▸ **YOUR OBJECTIVE**:
Find "let mut results" and "for the lifetime" in the records below. Copy the lines holding them and every line between, exactly, and no others.
******
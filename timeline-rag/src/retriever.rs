//! The retrieval contract shared by every strategy, and the hierarchical strategy.
//!
//! [`HierarchicalRetriever`] matches queries against small child chunks, which
//! suit narrow questions, then hands back the whole parent [`Fragment`] so the
//! model sees the full story.

use std::collections::HashSet;
use std::sync::Arc;

use async_trait::async_trait;
use tracing::debug;

use crate::chunking::Chunker;
use crate::document::{Embeddable, Fragment};
use crate::embedding::EmbeddingProvider;
use crate::error::Result;
use crate::index::{SearchParams, SimilarityIndex};

/// A strategy that selects fragments relevant to a query.
///
/// An empty result means "nothing relevant", not a failure.
#[async_trait]
pub trait Retriever: Send + Sync {
    /// Return relevant fragments, most relevant first.
    async fn relevant_fragments(&self, query: &str) -> Result<Vec<Fragment>>;
}

/// A sub-span of a fragment's content. Never leaves the retriever.
#[derive(Debug, Clone)]
struct ChildChunk {
    /// Position of the owning fragment in `HierarchicalRetriever::parents`.
    parent: usize,
    text: String,
}

impl Embeddable for ChildChunk {
    fn embedding_text(&self) -> &str {
        &self.text
    }
}

/// Parent-document retriever over child chunks.
///
/// # Example
///
/// ```rust,ignore
/// use timeline_rag::{FixedSizeChunker, HierarchicalRetriever, Retriever};
///
/// let retriever = HierarchicalRetriever::build(
///     embedder,
///     &FixedSizeChunker::new(50, 0),
///     fragments,
///     config.child_search_params(),
///     config.max_parents,
/// )
/// .await?;
/// let fragments = retriever.relevant_fragments("billing migration").await?;
/// ```
#[derive(Debug)]
pub struct HierarchicalRetriever {
    parents: Vec<Fragment>,
    children: SimilarityIndex<ChildChunk>,
    params: SearchParams,
    max_parents: usize,
}

impl HierarchicalRetriever {
    /// Split every fragment with `chunker`, embed the pieces and index them.
    ///
    /// # Errors
    ///
    /// Returns [`RagError::EmbeddingError`](crate::RagError::EmbeddingError)
    /// if the child chunks cannot be embedded.
    pub async fn build(
        provider: Arc<dyn EmbeddingProvider>,
        chunker: &dyn Chunker,
        fragments: Vec<Fragment>,
        params: SearchParams,
        max_parents: usize,
    ) -> Result<Self> {
        let children: Vec<ChildChunk> = fragments
            .iter()
            .enumerate()
            .flat_map(|(parent, fragment)| {
                chunker
                    .split(&fragment.content)
                    .into_iter()
                    .filter(|text| !text.trim().is_empty())
                    .map(move |text| ChildChunk { parent, text })
            })
            .collect();

        debug!(parent_count = fragments.len(), child_count = children.len(), "indexing child chunks");
        let children = SimilarityIndex::build(provider, children).await?;

        Ok(Self { parents: fragments, children, params, max_parents })
    }

    /// Number of indexed child chunks.
    pub fn child_count(&self) -> usize {
        self.children.len()
    }

    /// The fragments child chunks resolve to, in build order.
    pub fn parents(&self) -> &[Fragment] {
        &self.parents
    }
}

#[async_trait]
impl Retriever for HierarchicalRetriever {
    async fn relevant_fragments(&self, query: &str) -> Result<Vec<Fragment>> {
        let hits = self.children.search(query, &self.params).await?;

        let mut seen = HashSet::new();
        let fragments: Vec<Fragment> = hits
            .iter()
            .filter(|hit| seen.insert(hit.item.parent))
            .take(self.max_parents)
            .map(|hit| self.parents[hit.item.parent].clone())
            .collect();

        debug!(child_hits = hits.len(), parent_count = fragments.len(), "hierarchical retrieval");
        Ok(fragments)
    }
}
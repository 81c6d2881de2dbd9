//! Data types for retrievable fragments and scored search hits.

use std::fmt;

use serde::{Deserialize, Serialize};

/// Which part of a work record a fragment was cut from.
#[derive(Debug, Clone, Copy, Serialize, Deserialize, PartialEq, Eq, Hash, Default)]
#[serde(rename_all = "lowercase")]
pub enum Section {
    /// An accomplishment's story.
    #[default]
    Accomplishments,
    /// A day-to-day responsibility line.
    Responsibilities,
}

impl Section {
    /// The lowercase name used in prompts and serialized metadata.
    pub fn as_str(&self) -> &'static str {
        match self {
            Section::Accomplishments => "accomplishments",
            Section::Responsibilities => "responsibilities",
        }
    }
}

impl fmt::Display for Section {
    fn fmt(&self, f: &mut fmt::Formatter<'_>) -> fmt::Result {
        f.write_str(self.as_str())
    }
}

/// Metadata attached to every [`Fragment`].
///
/// Carries enough of the owning record (company, title, dates) to identify it,
/// plus the accomplishment-level fields the fragment was built from.
#[derive(Debug, Clone, Serialize, Deserialize, PartialEq, Eq, Default)]
#[serde(rename_all = "camelCase")]
pub struct FragmentMetadata {
    pub company: String,
    pub job_title: String,
    pub start_date: String,
    pub end_date: String,
    /// Accomplishment headline. Empty for responsibility fragments.
    pub headline: String,
    /// Accomplishment skills. Empty for responsibility fragments.
    pub skills: Vec<String>,
    pub section: Section,
}

/// The unit of retrieval: a piece of text cut from a work record plus metadata.
#[derive(Debug, Clone, Serialize, Deserialize, PartialEq, Eq)]
pub struct Fragment {
    /// Text that gets embedded and handed to the model as context.
    pub content: String,
    /// Where the text came from.
    pub metadata: FragmentMetadata,
}

/// Anything a [`SimilarityIndex`](crate::index::SimilarityIndex) can embed.
pub trait Embeddable {
    /// The text to embed for this item.
    fn embedding_text(&self) -> &str;
}

impl Embeddable for Fragment {
    fn embedding_text(&self) -> &str {
        &self.content
    }
}

/// An item retrieved from a similarity index paired with its score.
#[derive(Debug, Clone, Serialize, Deserialize)]
pub struct ScoredItem<T> {
    /// The retrieved item.
    pub item: T,
    /// Cosine similarity between the query and the item (higher is more relevant).
    pub score: f32,
}
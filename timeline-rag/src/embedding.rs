//! Embedding provider trait for generating vector embeddings from text.

use async_trait::async_trait;

use crate::error::Result;

/// A provider that generates vector embeddings from text input.
///
/// Implementations wrap a specific embedding backend behind a unified async
/// interface. The default [`embed_batch`](EmbeddingProvider::embed_batch)
/// implementation calls [`embed`](EmbeddingProvider::embed) sequentially;
/// backends that support native batching should override it.
///
/// # Example
///
/// ```rust,ignore
/// use timeline_rag::EmbeddingProvider;
///
/// let provider = MyEmbeddingProvider::new();
/// let embedding = provider.embed("hello world").await?;
/// assert_eq!(embedding.len(), provider.dimensions());
/// ```
#[async_trait]
pub trait EmbeddingProvider: Send + Sync {
    /// Generate an embedding vector for a single text input.
    async fn embed(&self, text: &str) -> Result<Vec<f32>>;

    /// Generate embedding vectors for a batch of text inputs.
    ///
    /// Must return exactly one vector per input, in input order.
    async fn embed_batch(&self, texts: &[&str]) -> Result<Vec<Vec<f32>>> {
        let mut results = Vec::with_capacity(texts.len());
        for text in texts {
            results.push(self.embed(text).await?);
        }
        Ok(results)
    }

    /// Return the dimensionality of embeddings produced by this provider.
    fn dimensions(&self) -> usize;

    /// A short name used in logs and error messages.
    fn name(&self) -> &str {
        "embedding"
    }
}
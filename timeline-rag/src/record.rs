//! The structured work-history entry a chat session answers questions about.

use serde::{Deserialize, Deserializer, Serialize};
use sha2::{Digest, Sha256};

/// A single job entry: where, when, what the role covered and what was achieved.
///
/// Records are supplied by the caller and treated as immutable for the lifetime
/// of a chat session. A different record means a different session.
#[derive(Debug, Clone, Default, Serialize, Deserialize, PartialEq, Eq)]
#[serde(rename_all = "camelCase")]
pub struct WorkRecord {
    /// Employer name.
    pub company: String,
    /// Title held during the role.
    pub job_title: String,
    /// Free-form start date as entered by the user.
    pub start_date: String,
    /// Free-form end date. Empty while the role is ongoing.
    #[serde(default)]
    pub end_date: String,
    /// Day-to-day responsibilities, in the order they were entered.
    #[serde(default, alias = "description")]
    pub responsibilities: Vec<String>,
    /// Accomplishments, in the order they were entered.
    #[serde(default)]
    pub accomplishments: Vec<Accomplishment>,
}

/// One accomplishment within a [`WorkRecord`].
#[derive(Debug, Clone, Default, Serialize, Deserialize, PartialEq, Eq)]
pub struct Accomplishment {
    /// Short title, e.g. "Led migration".
    pub headline: String,
    /// The full story behind the headline. This is the primary answerable content.
    pub context: String,
    /// Skills exercised.
    ///
    /// Accepts either a list or the free-text form the editor stores
    /// (`"SQL, planning; Rust"`), which is split with [`Accomplishment::parse_skills`].
    #[serde(default, deserialize_with = "deserialize_skills")]
    pub skills: Vec<String>,
}

#[derive(Deserialize)]
#[serde(untagged)]
enum SkillsField {
    Text(String),
    List(Vec<String>),
}

fn deserialize_skills<'de, D>(deserializer: D) -> std::result::Result<Vec<String>, D::Error>
where
    D: Deserializer<'de>,
{
    Ok(match Option::<SkillsField>::deserialize(deserializer)? {
        Some(SkillsField::Text(raw)) => Accomplishment::parse_skills(&raw),
        Some(SkillsField::List(skills)) => skills,
        None => Vec::new(),
    })
}

impl Accomplishment {
    /// Create an accomplishment from its parts.
    pub fn new(
        headline: impl Into<String>,
        context: impl Into<String>,
        skills: impl IntoIterator<Item = impl Into<String>>,
    ) -> Self {
        Self {
            headline: headline.into(),
            context: context.into(),
            skills: skills.into_iter().map(Into::into).collect(),
        }
    }

    /// Split a free-text skills field such as `"SQL, planning; Rust"` into a list.
    ///
    /// Both `,` and `;` separate entries. Entries are trimmed and empty ones dropped.
    pub fn parse_skills(raw: &str) -> Vec<String> {
        raw.split([',', ';'])
            .map(str::trim)
            .filter(|s| !s.is_empty())
            .map(str::to_string)
            .collect()
    }
}

impl WorkRecord {
    /// Whether the role is still held (no end date given).
    pub fn is_ongoing(&self) -> bool {
        self.end_date.trim().is_empty()
    }

    /// A stable content hash identifying this exact record.
    ///
    /// Two records with identical field values share a fingerprint; any edit to
    /// any field produces a different one. Used to key derived indices.
    pub fn fingerprint(&self) -> String {
        let mut hasher = Sha256::new();
        let mut field = |value: &str| {
            hasher.update((value.len() as u64).to_le_bytes());
            hasher.update(value.as_bytes());
        };

        field(&self.company);
        field(&self.job_title);
        field(&self.start_date);
        field(&self.end_date);
        field(&self.responsibilities.len().to_string());
        for responsibility in &self.responsibilities {
            field(responsibility);
        }
        field(&self.accomplishments.len().to_string());
        for accomplishment in &self.accomplishments {
            field(&accomplishment.headline);
            field(&accomplishment.context);
            field(&accomplishment.skills.len().to_string());
            for skill in &accomplishment.skills {
                field(skill);
            }
        }

        format!("{:x}", hasher.finalize())
    }
}
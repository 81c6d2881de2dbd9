//! Two-stage conversational question answering.
//!
//! Stage one rewrites a follow-up into a standalone question using the
//! conversation so far (fast model, skipped on the first turn). Stage two
//! answers it from the supplied fragments only (slow model).

use std::sync::Arc;

use tracing::debug;

use crate::completion::{CompletionProvider, ModelTier};
use crate::document::Fragment;
use crate::error::Result;
use crate::memory::{ConversationMemory, ConversationTurn};
use crate::prompts;

/// Render fragments as prompt context.
///
/// Fragments are separated by blank lines; each is followed by a
/// `Skills: ...` line when it lists any skills.
pub fn serialize_context(fragments: &[Fragment]) -> String {
    fragments
        .iter()
        .map(|fragment| {
            if fragment.metadata.skills.is_empty() {
                fragment.content.clone()
            } else {
                format!("{}\nSkills: {}", fragment.content, fragment.metadata.skills.join(", "))
            }
        })
        .collect::<Vec<_>>()
        .join("\n\n")
}

/// Everything one chain run produced.
#[derive(Debug, Clone, PartialEq)]
pub struct ChainOutput {
    /// The question as the user asked it.
    pub original_question: String,
    /// The question the answer model actually saw.
    pub standalone_question: String,
    /// The generated answer, before refinement.
    pub answer: String,
    /// The serialized context handed to the answer model.
    pub context: String,
    /// The fragments the context was built from.
    pub sources: Vec<Fragment>,
}

impl ChainOutput {
    /// The memory entry this run contributes: original question, unrefined answer.
    pub fn to_turn(&self) -> ConversationTurn {
        ConversationTurn::new(&self.original_question, &self.answer)
    }
}

/// Rewrite-then-answer chain.
pub struct ConversationalQaChain {
    completion: Arc<dyn CompletionProvider>,
    persona: Option<String>,
}

impl ConversationalQaChain {
    pub fn new(completion: Arc<dyn CompletionProvider>, persona: Option<String>) -> Self {
        Self { completion, persona }
    }

    /// Produce a standalone version of `question`.
    ///
    /// With no history the question passes through untouched and the model is
    /// not called. An empty rewrite also falls back to the original question.
    pub async fn rewrite(&self, question: &str, memory: &ConversationMemory) -> Result<String> {
        if memory.is_empty() {
            return Ok(question.to_string());
        }

        let prompt = prompts::rewrite_question(&memory.serialize(), question);
        let rewritten = self.completion.complete(&prompt, ModelTier::Fast).await?;
        let rewritten = rewritten.trim();
        if rewritten.is_empty() {
            return Ok(question.to_string());
        }
        debug!(original = question, standalone = rewritten, "rewrote follow-up question");
        Ok(rewritten.to_string())
    }

    /// Run both stages for `question` against `fragments`.
    ///
    /// Memory is only read here; committing the turn is up to the caller.
    ///
    /// # Errors
    ///
    /// Propagates provider failures from either stage.
    pub async fn run(
        &self,
        question: &str,
        fragments: &[Fragment],
        memory: &ConversationMemory,
    ) -> Result<ChainOutput> {
        let standalone_question = self.rewrite(question, memory).await?;
        let context = serialize_context(fragments);

        let prompt = prompts::answer(
            self.persona.as_deref(),
            &context,
            &memory.serialize(),
            &standalone_question,
        );
        let answer = self.completion.complete(&prompt, ModelTier::Slow).await?.trim().to_string();
        debug!(fragment_count = fragments.len(), answer_len = answer.len(), "generated answer");

        Ok(ChainOutput {
            original_question: question.to_string(),
            standalone_question,
            answer,
            context,
            sources: fragments.to_vec(),
        })
    }
}

impl std::fmt::Debug for ConversationalQaChain {
    fn fmt(&self, f: &mut std::fmt::Formatter<'_>) -> std::fmt::Result {
        f.debug_struct("ConversationalQaChain")
            .field("completion", &self.completion.name())
            .field("persona", &self.persona)
            .finish()
    }
}

#[cfg(test)]
mod tests {
    use super::*;
    use crate::document::FragmentMetadata;

    #[test]
    fn context_tags_skills_per_fragment() {
        let with_skills = Fragment {
            content: "Led migration: moved billing".into(),
            metadata: FragmentMetadata {
                skills: vec!["SQL".into(), "planning".into()],
                ..FragmentMetadata::default()
            },
        };
        let without = Fragment { content: "Mentored juniors".into(), metadata: FragmentMetadata::default() };

        assert_eq!(
            serialize_context(&[with_skills, without]),
            "Led migration: moved billing\nSkills: SQL, planning\n\nMentored juniors"
        );
        assert_eq!(serialize_context(&[]), "");
    }
}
******
▸ **OUTPUT BELOW**:
        let mut results = Vec::with_capacity(texts.len());
        for text in texts {
            results.push(self.embed(text).await?);
        }
        Ok(results)
    }

    /// Return the dimensionality of embeddings produced by this provider.
    fn dimensions(&self) -> usize;

    /// A short name used in logs and error messages.
    fn name(&self) -> &str {
        "embedding"
    }
}
filename timeline-rag/src/record.rs
//! The structured work-history entry a chat session answers questions about.

use serde::{Deserialize, Deserializer, Serialize};
use sha2::{Digest, Sha256};

/// A single job entry: where, when, what the role covered and what was achieved.
///
/// Records are supplied by the caller and treated as immutable for the lifetime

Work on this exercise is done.